### Task instructions
Read through the lines below for the string "PathBuf" and copy each one that has it.

### Dataset excerpts
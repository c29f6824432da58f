//! Configurable key binding engine
//!
//! This module maps keyboard keys to a fixed set of virtual keys (actions):
//! - Classifies key codes into ordinary, pseudo-key and extended ranges
//! - Keeps a forward and a reverse map with conflict detection
//! - Distinguishes unbound-on-purpose actions from never-configured ones
//! - Reads and writes the line-oriented keys file
//!
//! # Architecture
//!
//! ```text
//! terminal → RawUnit → decode_key() → KeyCode → Keymap::lookup() → VirtualKey
//! ```
//!
//! # Loading Keymaps
//!
//! ```ignore
//! // Built-in defaults
//! let keymap = Keymap::with_defaults()?;
//!
//! // Or the user's keys file, created on first run
//! let (keymap, report) = Keymap::load_or_create(&path)?;
//! ```

mod binding;
mod command;
mod config;
mod crossterm_adapter;
mod defaults;
mod input;
#[allow(clippy::module_inception)]
mod keymap;
mod names;
mod reverse;
mod types;

pub use binding::Binding;
pub use command::{VirtualKey, NBVKEYS};
pub use config::{
    dump_defaults, dump_defaults_file, KeymapError, LoadIssue, LoadIssueKind, LoadReport,
};
pub use crossterm_adapter::{raw_units_from_key, TerminalInput};
pub use defaults::{default_names, KeyDef, KEYDEFS};
pub use input::{decode_key, CommandInput, Dispatch, InputReader, RawInput};
pub use keymap::{BindError, Conflict, FillError, Keymap, NO_KEY, UNDEFINED};
pub use names::KeyNames;
pub use reverse::ReverseMap;
pub use types::{classify, KeyCode, KeyRange, RawUnit, ORDINARY_MAX, PSEUDO_MAX, PSEUDO_MIN};

#[cfg(test)]
mod tests;
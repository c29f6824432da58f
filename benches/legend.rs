//! Benchmarks for legend layout
//!
//! Run with: cargo bench legend

use vkeys::keymap::{Keymap, VirtualKey};
use vkeys::legend::{Legend, LegendEntry, TextGrid};

#[global_allocator]
static ALLOC: divan::AllocProfiler = divan::AllocProfiler::system();

fn main() {
    divan::main();
}

fn all_actions() -> Vec<LegendEntry> {
    VirtualKey::ALL.iter().copied().map(LegendEntry::from).collect()
}

#[divan::bench(args = [40, 80, 200])]
fn cells(bencher: divan::Bencher, width: usize) {
    let keymap = Keymap::with_defaults().unwrap();
    let entries = all_actions();
    let legend = Legend::new(&entries, width, 6);
    bencher.bench(|| legend.cells(&keymap, divan::black_box(1)));
}

#[divan::bench(args = [40, 80, 200])]
fn render_text_grid(bencher: divan::Bencher, width: usize) {
    let keymap = Keymap::with_defaults().unwrap();
    let entries = all_actions();
    let legend = Legend::new(&entries, width, 6);
    let mut grid = TextGrid::new(width);
    bencher.bench_local(|| legend.render(&keymap, 0, &mut grid).unwrap());
}
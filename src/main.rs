use std::io::{self, Write};
use std::path::PathBuf;
use std::process::ExitCode;

use anyhow::{anyhow, Context, Result};
use clap::Parser;
use crossterm::{
    cursor::{Hide, MoveTo, Show},
    execute, queue,
    style::Print,
    terminal::{self, Clear, ClearType, EnterAlternateScreen, LeaveAlternateScreen},
};

use vkeys::cli::{CliArgs, Command, LegendArgs};
use vkeys::config::Settings;
use vkeys::keymap::{
    dump_defaults, CommandInput, Dispatch, InputReader, Keymap, TerminalInput, VirtualKey,
};
use vkeys::legend::{Legend, LegendEntry, TerminalSurface, TextGrid};

fn main() -> Result<ExitCode> {
    let args = CliArgs::parse();
    // Console logging would tear through the interactive screen
    let console = !matches!(args.command, Command::Keys);
    vkeys::tracing::init(args.verbose, console);

    let settings = Settings::load();
    let keys_path = args.keys.clone().or_else(|| settings.keys_path());

    match args.command {
        Command::Defaults => {
            let mut out = io::stdout().lock();
            dump_defaults(&mut out).context("Failed to write defaults")?;
            Ok(ExitCode::SUCCESS)
        }
        Command::Show => {
            let keymap = load_keymap(keys_path)?;
            let mut out = io::stdout().lock();
            keymap.save(&mut out).context("Failed to write bindings")?;
            Ok(ExitCode::SUCCESS)
        }
        Command::Check => check(keys_path),
        Command::Legend(legend_args) => {
            let keymap = load_keymap(keys_path)?;
            print_legend(&keymap, &legend_args, settings.legend_columns)?;
            Ok(ExitCode::SUCCESS)
        }
        Command::Keys => {
            let keymap = load_keymap(keys_path)?;
            run_keys(&keymap, settings.legend_columns)?;
            Ok(ExitCode::SUCCESS)
        }
    }
}

fn require_path(path: Option<PathBuf>) -> Result<PathBuf> {
    path.ok_or_else(|| anyhow!("No config directory available, pass --keys <PATH>"))
}

fn load_keymap(path: Option<PathBuf>) -> Result<Keymap> {
    let path = require_path(path)?;
    let (keymap, report) = Keymap::load_or_create(&path)
        .with_context(|| format!("Failed to set up keys from {}", path.display()))?;
    for issue in &report.issues {
        eprintln!("{}: {}", path.display(), issue);
    }
    if let Some(e) = &report.rejected {
        eprintln!("{}: ignored, using the default keys: {}", path.display(), e);
    }
    Ok(keymap)
}

fn check(path: Option<PathBuf>) -> Result<ExitCode> {
    let path = require_path(path)?;
    let mut keymap = Keymap::new();
    let report = keymap
        .load_file(&path)
        .with_context(|| format!("Failed to read {}", path.display()))?;

    for issue in &report.issues {
        println!("{}: {}", path.display(), issue);
    }
    for vkey in VirtualKey::ALL {
        if keymap.is_missing(vkey) {
            println!("missing: {} (default: {})", vkey, vkey.default_binding());
        } else if keymap.is_undefined(vkey) {
            println!("undefined: {}", vkey);
        }
    }

    if let Err(e) = keymap.check_fill() {
        println!("The defaults cannot be filled in, the whole file will be ignored: {}", e);
        return Ok(ExitCode::FAILURE);
    }
    if keymap.check_missing() {
        println!("Some actions have no binding and will get their default keys");
        Ok(ExitCode::FAILURE)
    } else {
        Ok(ExitCode::SUCCESS)
    }
}

fn print_legend(keymap: &Keymap, args: &LegendArgs, max_columns: usize) -> Result<()> {
    let entries = args.entries().map_err(|e| anyhow!(e))?;
    let legend = Legend::new(&entries, args.width, max_columns);
    let page = args.page % legend.page_count();

    let mut grid = TextGrid::new(args.width);
    legend.render(keymap, page, &mut grid)?;
    for line in grid.lines() {
        println!("{}", line);
    }
    println!("(page {}/{})", page + 1, legend.page_count());
    Ok(())
}

/// Restores the terminal when the interactive session ends
struct RawModeGuard;

impl RawModeGuard {
    fn enable() -> Result<Self> {
        terminal::enable_raw_mode().context("Failed to enable raw mode")?;
        execute!(io::stdout(), EnterAlternateScreen, Hide)?;
        Ok(Self)
    }
}

impl Drop for RawModeGuard {
    fn drop(&mut self) {
        let _ = execute!(io::stdout(), Show, LeaveAlternateScreen);
        if let Err(e) = terminal::disable_raw_mode() {
            tracing::warn!("Failed to disable raw mode: {}", e);
        }
    }
}

fn describe(keymap: &Keymap, input: &CommandInput) -> String {
    let what = match input.dispatch {
        Dispatch::Action(vkey) => format!("{} ({})", vkey, vkey.description()),
        Dispatch::Resize => "terminal resized".to_string(),
        Dispatch::Unbound(key) => format!(
            "key '{}' is not bound",
            keymap.name_of(key).unwrap_or_else(|| key.to_string())
        ),
    };
    format!("{}  count={} register={}", what, input.count, input.register)
}

fn draw(
    keymap: &Keymap,
    entries: &[LegendEntry],
    page: usize,
    status: &str,
    max_columns: usize,
) -> Result<usize> {
    let (width, height) = terminal::size().context("Failed to query terminal size")?;
    let legend = Legend::new(entries, width as usize, max_columns);
    let page = page % legend.page_count();

    let mut out = io::stdout().lock();
    queue!(out, Clear(ClearType::All), MoveTo(0, 0), Print(status))?;
    let top = height.saturating_sub(2);
    let mut surface = TerminalSurface::new(&mut out, top);
    legend.render(keymap, page, &mut surface)?;
    surface.flush()?;
    Ok(page)
}

fn run_keys(keymap: &Keymap, max_columns: usize) -> Result<()> {
    let entries: Vec<LegendEntry> = VirtualKey::ALL
        .iter()
        .copied()
        .map(LegendEntry::from)
        .collect();
    let _guard = RawModeGuard::enable()?;

    let quit = keymap.first_key(VirtualKey::Quit);
    let mut status = format!(
        "Press keys (with optional count and \"register prefix), {} quits",
        quit
    );
    let mut page = draw(keymap, &entries, 0, &status, max_columns)?;

    let mut reader = InputReader::new(TerminalInput::new());
    while let Some(input) = reader.next_command(keymap, true) {
        tracing::debug!("Resolved {:?}", input);
        match input.dispatch {
            Dispatch::Action(VirtualKey::Quit) => break,
            Dispatch::Action(VirtualKey::OtherCmd) => page += 1,
            _ => {}
        }
        status = describe(keymap, &input);
        page = draw(keymap, &entries, page, &status, max_columns)?;
    }

    io::stdout().flush()?;
    Ok(())
}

### Result
use std::path::PathBuf;
fn require_path(path: Option<PathBuf>) -> Result<PathBuf> {
fn load_keymap(path: Option<PathBuf>) -> Result<Keymap> {
fn check(path: Option<PathBuf>) -> Result<ExitCode> {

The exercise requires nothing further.